Input material Start Marker

// Copyright (c) 2025 - Cowboy AI, Inc.
//! Typed networking-rule payloads
//!
//! ACL and security group rules carry one matcher block per protocol, all
//! null except the selected protocol. Updates hard-reset every block before
//! applying the new protocol so stale ports can never survive a protocol
//! change.

use crate::config::{
    AclPortBlock, AclRule, Direction, IcmpBlock, PortBlock, RuleAction, SgRule,
};

/// Port matcher for a rule update. Source ports only apply to ACL rules.
#[derive(Debug, Clone, Default)]
pub struct PortRange {
    pub port_min: Option<u32>,
    pub port_max: Option<u32>,
    pub source_port_min: Option<u32>,
    pub source_port_max: Option<u32>,
}

/// Protocol selection for a rule create or save
#[derive(Debug, Clone)]
pub enum RuleProtocol {
    All,
    Icmp { type_: Option<u32>, code: Option<u32> },
    Tcp(PortRange),
    Udp(PortRange),
}

/// Parameters for network ACL rule mutations
#[derive(Debug, Clone)]
pub struct AclRuleParams {
    pub name: String,
    pub action: RuleAction,
    pub direction: Direction,
    pub source: String,
    pub destination: String,
    pub protocol: RuleProtocol,
}

/// Parameters for security group rule mutations
#[derive(Debug, Clone)]
pub struct SgRuleParams {
    pub name: String,
    pub direction: Direction,
    pub source: String,
    pub protocol: RuleProtocol,
}

pub(crate) fn build_acl_rule(params: &AclRuleParams) -> AclRule {
    let mut rule = AclRule {
        action: params.action,
        destination: params.destination.clone(),
        direction: params.direction,
        name: params.name.clone(),
        source: params.source.clone(),
        icmp: IcmpBlock::default(),
        tcp: AclPortBlock::default(),
        udp: AclPortBlock::default(),
    };
    apply_acl_protocol(&mut rule, &params.protocol);
    rule
}

pub(crate) fn apply_acl_rule(rule: &mut AclRule, params: &AclRuleParams) {
    rule.action = params.action;
    rule.direction = params.direction;
    rule.name = params.name.clone();
    rule.source = params.source.clone();
    rule.destination = params.destination.clone();
    rule.icmp = IcmpBlock::default();
    rule.tcp = AclPortBlock::default();
    rule.udp = AclPortBlock::default();
    apply_acl_protocol(rule, &params.protocol);
}

fn apply_acl_protocol(rule: &mut AclRule, protocol: &RuleProtocol) {
    match protocol {
        RuleProtocol::All => {}
        RuleProtocol::Icmp { type_, code } => {
            rule.icmp = IcmpBlock {
                type_: *type_,
                code: *code,
            };
        }
        RuleProtocol::Tcp(range) => rule.tcp = acl_ports(range),
        RuleProtocol::Udp(range) => rule.udp = acl_ports(range),
    }
}

fn acl_ports(range: &PortRange) -> AclPortBlock {
    AclPortBlock {
        port_min: range.port_min,
        port_max: range.port_max,
        source_port_min: range.source_port_min,
        source_port_max: range.source_port_max,
    }
}

pub(crate) fn build_sg_rule(params: &SgRuleParams) -> SgRule {
    let mut rule = SgRule {
        direction: params.direction,
        name: params.name.clone(),
        source: params.source.clone(),
        icmp: IcmpBlock::default(),
        tcp: PortBlock::default(),
        udp: PortBlock::default(),
    };
    apply_sg_protocol(&mut rule, &params.protocol);
    rule
}

pub(crate) fn apply_sg_rule(rule: &mut SgRule, params: &SgRuleParams) {
    rule.direction = params.direction;
    rule.name = params.name.clone();
    rule.source = params.source.clone();
    rule.icmp = IcmpBlock::default();
    rule.tcp = PortBlock::default();
    rule.udp = PortBlock::default();
    apply_sg_protocol(rule, &params.protocol);
}

fn apply_sg_protocol(rule: &mut SgRule, protocol: &RuleProtocol) {
    match protocol {
        RuleProtocol::All => {}
        RuleProtocol::Icmp { type_, code } => {
            rule.icmp = IcmpBlock {
                type_: *type_,
                code: *code,
            };
        }
        // security group rules never match source ports
        RuleProtocol::Tcp(range) => {
            rule.tcp = PortBlock {
                port_min: range.port_min,
                port_max: range.port_max,
            };
        }
        RuleProtocol::Udp(range) => {
            rule.udp = PortBlock {
                port_min: range.port_min,
                port_max: range.port_max,
            };
        }
    }
}

#[cfg(test)]
mod tests {
    use super::*;
    use pretty_assertions::assert_eq;

    fn tcp_443() -> RuleProtocol {
        RuleProtocol::Tcp(PortRange {
            port_min: Some(443),
            port_max: Some(443),
            ..PortRange::default()
        })
    }

    #[test]
    fn protocol_change_resets_stale_ports() {
        let mut rule = build_sg_rule(&SgRuleParams {
            name: "allow-https".to_string(),
            direction: Direction::Inbound,
            source: "0.0.0.0/0".to_string(),
            protocol: tcp_443(),
        });
        assert_eq!(rule.tcp.port_min, Some(443));

        apply_sg_rule(
            &mut rule,
            &SgRuleParams {
                name: "allow-ping".to_string(),
                direction: Direction::Inbound,
                source: "0.0.0.0/0".to_string(),
                protocol: RuleProtocol::Icmp {
                    type_: Some(8),
                    code: None,
                },
            },
        );
        assert_eq!(rule.tcp, PortBlock::default());
        assert_eq!(rule.icmp.type_, Some(8));
        assert_eq!(rule.name, "allow-ping");
    }

    #[test]
    fn all_protocol_clears_every_block() {
        let mut rule = build_acl_rule(&AclRuleParams {
            name: "allow-all".to_string(),
            action: RuleAction::Allow,
            direction: Direction::Outbound,
            source: "10.0.0.0/8".to_string(),
            destination: "0.0.0.0/0".to_string(),
            protocol: tcp_443(),
        });
        apply_acl_rule(
            &mut rule,
            &AclRuleParams {
                name: "allow-all".to_string(),
                action: RuleAction::Allow,
                direction: Direction::Outbound,
                source: "10.0.0.0/8".to_string(),
                destination: "0.0.0.0/0".to_string(),
                protocol: RuleProtocol::All,
            },
        );
        assert_eq!(rule.tcp, AclPortBlock::default());
        assert_eq!(rule.icmp, IcmpBlock::default());
    }
}
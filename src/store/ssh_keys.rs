// Copyright (c) 2025 - Cowboy AI, Inc.
//! SSH key mutations
//!
//! Key renames follow into server deployments so an in-use key can be
//! renamed without severing it; deletion severs, healed on reconcile.

use crate::config::SshKey;
use crate::cursor;
use crate::errors::StoreResult;
use crate::store::Store;

impl Store {
    pub fn create_ssh_key(&mut self, key: SshKey) {
        self.config.ssh_keys.push(key);
        self.update();
    }

    pub fn save_ssh_key(&mut self, name: &str, key: SshKey) -> StoreResult<()> {
        let found = cursor::find_mut(&mut self.config.ssh_keys, name)?;
        let new_name = key.name.clone();
        *found = key;
        if new_name != name {
            for vsi in &mut self.config.vsi {
                for reference in &mut vsi.ssh_keys {
                    if reference == name {
                        *reference = new_name.clone();
                    }
                }
            }
        }
        self.update();
        Ok(())
    }

    pub fn delete_ssh_key(&mut self, name: &str) -> StoreResult<()> {
        cursor::carve(&mut self.config.ssh_keys, name)?;
        self.update();
        Ok(())
    }

    pub(crate) fn reconcile_ssh_keys(&mut self) {
        self.ssh_key_list = cursor::names(&self.config.ssh_keys);
    }
}

#[cfg(test)]
mod tests {
    use super::*;
    use pretty_assertions::assert_eq;

    #[test]
    fn rename_follows_into_server_deployments() {
        let mut store = Store::new();
        store
            .save_ssh_key(
                "slz-ssh-key",
                SshKey {
                    name: "ops-ssh-key".to_string(),
                    public_key: "<REPLACE_WITH_VALID_PUBLIC_KEY>".to_string(),
                    resource_group: Some("management-rg".to_string()),
                },
            )
            .unwrap();
        assert_eq!(store.config().vsi[0].ssh_keys, vec!["ops-ssh-key"]);
    }

    #[test]
    fn delete_severs_server_references() {
        let mut store = Store::new();
        store.delete_ssh_key("slz-ssh-key").unwrap();
        assert!(store.config().vsi[0].ssh_keys.is_empty());
    }
}
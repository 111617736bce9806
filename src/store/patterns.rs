// Copyright (c) 2025 - Cowboy AI, Inc.
//! Starting pattern application
//!
//! A pattern resets the configuration to one of the shipped topologies.
//! All three share the same networks, storage, and key management; they
//! differ in what runs on the workload side: clusters, virtual servers,
//! or nothing.

use crate::config::{AppId, Atracker, TeleportConfig};
use crate::cursor;
use crate::store::{defaults, resource_groups, vpc, Store};

#[derive(Debug, Clone, Copy, PartialEq, Eq)]
pub enum Pattern {
    /// Managed clusters on both networks
    Roks,
    /// Virtual servers on both networks
    Vsi,
    /// Networks only
    Vpc,
}

impl Pattern {
    pub fn as_str(&self) -> &'static str {
        match self {
            Pattern::Roks => "roks",
            Pattern::Vsi => "vsi",
            Pattern::Vpc => "vpc",
        }
    }
}

impl Store {
    /// Reset the configuration to a shipped pattern, discarding every
    /// customization including the edge network and teleport state.
    pub fn apply_pattern(&mut self, pattern: Pattern) {
        self.config.resource_groups = resource_groups::default_resource_groups();
        let mut key_management = defaults::default_key_management();
        key_management.keys.push(defaults::root_key("slz-roks-key"));
        key_management
            .keys
            .push(defaults::root_key("slz-vsi-volume-key"));
        self.config.key_management = key_management;
        self.config.cos = defaults::default_object_storage();
        self.config.vpcs = defaults::default_vpcs();
        self.config.security_groups = defaults::default_security_groups();
        self.config.clusters = vec![defaults::default_workload_cluster()];
        self.config.ssh_keys = defaults::default_ssh_keys();
        self.config.vpn_gateways = defaults::default_vpn_gateways();
        self.config.enable_transit_gateway = true;
        self.config.transit_gateway_connections =
            vec!["management".to_string(), "workload".to_string()];
        self.config.transit_gateway_resource_group = Some("service-rg".to_string());
        self.config.atracker = Atracker {
            collector_bucket_name: Some("atracker-bucket".to_string()),
            receive_global_events: true,
            resource_group: Some("service-rg".to_string()),
            add_route: true,
        };
        self.config.appid = AppId {
            use_appid: false,
            name: None,
            resource_group: None,
            use_data: Some(false),
            keys: vec![],
        };
        self.config.teleport_config = TeleportConfig::default();
        self.config.teleport_vsi.clear();
        self.config.vsi = vec![defaults::default_management_server()];
        self.config.f5_vsi.clear();
        self.config.f5_template_data = Default::default();

        self.subnet_tiers = vpc::default_subnet_tiers();
        self.edge_vpc_prefix = None;
        self.edge_pattern = None;
        self.f5_on_management = false;
        self.enable_teleport = false;
        self.atracker_key = Some("cos-bind-key".to_string());

        let keys = &mut self.config.key_management.keys;
        match pattern {
            Pattern::Roks => {
                keys.pop();
                self.config.ssh_keys.clear();
                self.config.vsi.clear();
                self.config
                    .clusters
                    .push(defaults::default_management_cluster());
            }
            Pattern::Vsi => {
                let _ = cursor::carve(keys, "slz-roks-key");
                self.config.clusters.clear();
                self.config.vsi = vec![
                    defaults::default_management_server(),
                    defaults::default_workload_server(),
                ];
            }
            Pattern::Vpc => {
                keys.pop();
                self.config.ssh_keys.clear();
                self.config.clusters.clear();
                self.config.vsi.clear();
            }
        }

        self.pattern = Some(pattern.as_str().to_string());
        self.update();
    }
}
// Copyright (c) 2025 - Cowboy AI, Inc.
//! Service entities: key management, object storage, activity tracking
//! and App ID

use serde::{Deserialize, Serialize};

use crate::cursor::Keyed;

/// Key rotation policy, nested to match the wire schema
#[derive(Debug, Clone, PartialEq, Eq, Serialize, Deserialize)]
pub struct RotationPolicy {
    pub interval_month: u32,
}

impl Default for RotationPolicy {
    fn default() -> Self {
        RotationPolicy { interval_month: 12 }
    }
}

#[derive(Debug, Clone, Default, PartialEq, Eq, Serialize, Deserialize)]
pub struct KeyPolicies {
    pub rotation: RotationPolicy,
}

/// Encryption key owned by the key management service
#[derive(Debug, Clone, PartialEq, Serialize, Deserialize)]
pub struct EncryptionKey {
    pub key_ring: Option<String>,
    pub name: String,
    pub root_key: bool,
    pub payload: Option<String>,
    pub force_delete: Option<bool>,
    pub endpoint: Option<String>,
    pub iv_value: Option<String>,
    pub encrypted_nonce: Option<String>,
    pub policies: KeyPolicies,
}

impl Keyed for EncryptionKey {
    const KIND: &'static str = "encryption key";

    fn key(&self) -> &str {
        &self.name
    }
}

/// Key management instance. One per configuration.
#[derive(Debug, Clone, PartialEq, Serialize, Deserialize)]
pub struct KeyManagement {
    pub keys: Vec<EncryptionKey>,
    pub name: String,
    pub resource_group: Option<String>,
    pub use_hs_crypto: bool,
    pub use_data: bool,
}

/// Object storage bucket
#[derive(Debug, Clone, PartialEq, Serialize, Deserialize)]
pub struct Bucket {
    pub endpoint_type: String,
    pub force_delete: bool,
    pub kms_key: Option<String>,
    pub name: String,
    pub storage_class: String,
}

impl Keyed for Bucket {
    const KIND: &'static str = "bucket";

    fn key(&self) -> &str {
        &self.name
    }
}

/// Object storage service credential
#[derive(Debug, Clone, PartialEq, Serialize, Deserialize)]
pub struct CosKey {
    pub name: String,
    pub role: String,
    #[serde(rename = "enable_HMAC")]
    pub enable_hmac: bool,
}

impl Keyed for CosKey {
    const KIND: &'static str = "object storage key";

    fn key(&self) -> &str {
        &self.name
    }
}

/// Object storage instance
#[derive(Debug, Clone, PartialEq, Serialize, Deserialize)]
pub struct ObjectStorage {
    pub buckets: Vec<Bucket>,
    pub keys: Vec<CosKey>,
    pub name: String,
    pub plan: String,
    pub resource_group: Option<String>,
    pub use_data: bool,
    pub random_suffix: bool,
}

impl Keyed for ObjectStorage {
    const KIND: &'static str = "object storage instance";

    fn key(&self) -> &str {
        &self.name
    }
}

/// Activity tracker routing. The service credential backing the collector
/// bucket is tracked separately as derived store state.
#[derive(Debug, Clone, PartialEq, Serialize, Deserialize)]
pub struct Atracker {
    pub collector_bucket_name: Option<String>,
    pub receive_global_events: bool,
    pub resource_group: Option<String>,
    pub add_route: bool,
}

/// App ID instance configuration
#[derive(Debug, Clone, PartialEq, Serialize, Deserialize)]
pub struct AppId {
    pub use_appid: bool,
    pub name: Option<String>,
    pub resource_group: Option<String>,
    pub use_data: Option<bool>,
    pub keys: Vec<String>,
}

#[cfg(test)]
mod tests {
    use super::*;
    use pretty_assertions::assert_eq;

    #[test]
    fn cos_key_preserves_hmac_field_casing() {
        let key = CosKey {
            name: "cos-bind-key".to_string(),
            role: "Writer".to_string(),
            enable_hmac: false,
        };
        let json = serde_json::to_string(&key).unwrap();
        assert_eq!(
            json,
            r#"{"name":"cos-bind-key","role":"Writer","enable_HMAC":false}"#
        );
    }

    #[test]
    fn rotation_policy_nests_under_policies() {
        let key = EncryptionKey {
            key_ring: None,
            name: "new-key".to_string(),
            root_key: true,
            payload: None,
            force_delete: None,
            endpoint: None,
            iv_value: None,
            encrypted_nonce: None,
            policies: KeyPolicies::default(),
        };
        let json = serde_json::to_value(&key).unwrap();
        assert_eq!(json["policies"]["rotation"]["interval_month"], 12);
    }
}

Input material End Marker

Brief
In the listing above, find every line with the word "destination" and copy it out.

Task solution
    pub destination: String,
        destination: params.destination.clone(),
    rule.destination = params.destination.clone();
            destination: "0.0.0.0/0".to_string(),
                destination: "0.0.0.0/0".to_string(),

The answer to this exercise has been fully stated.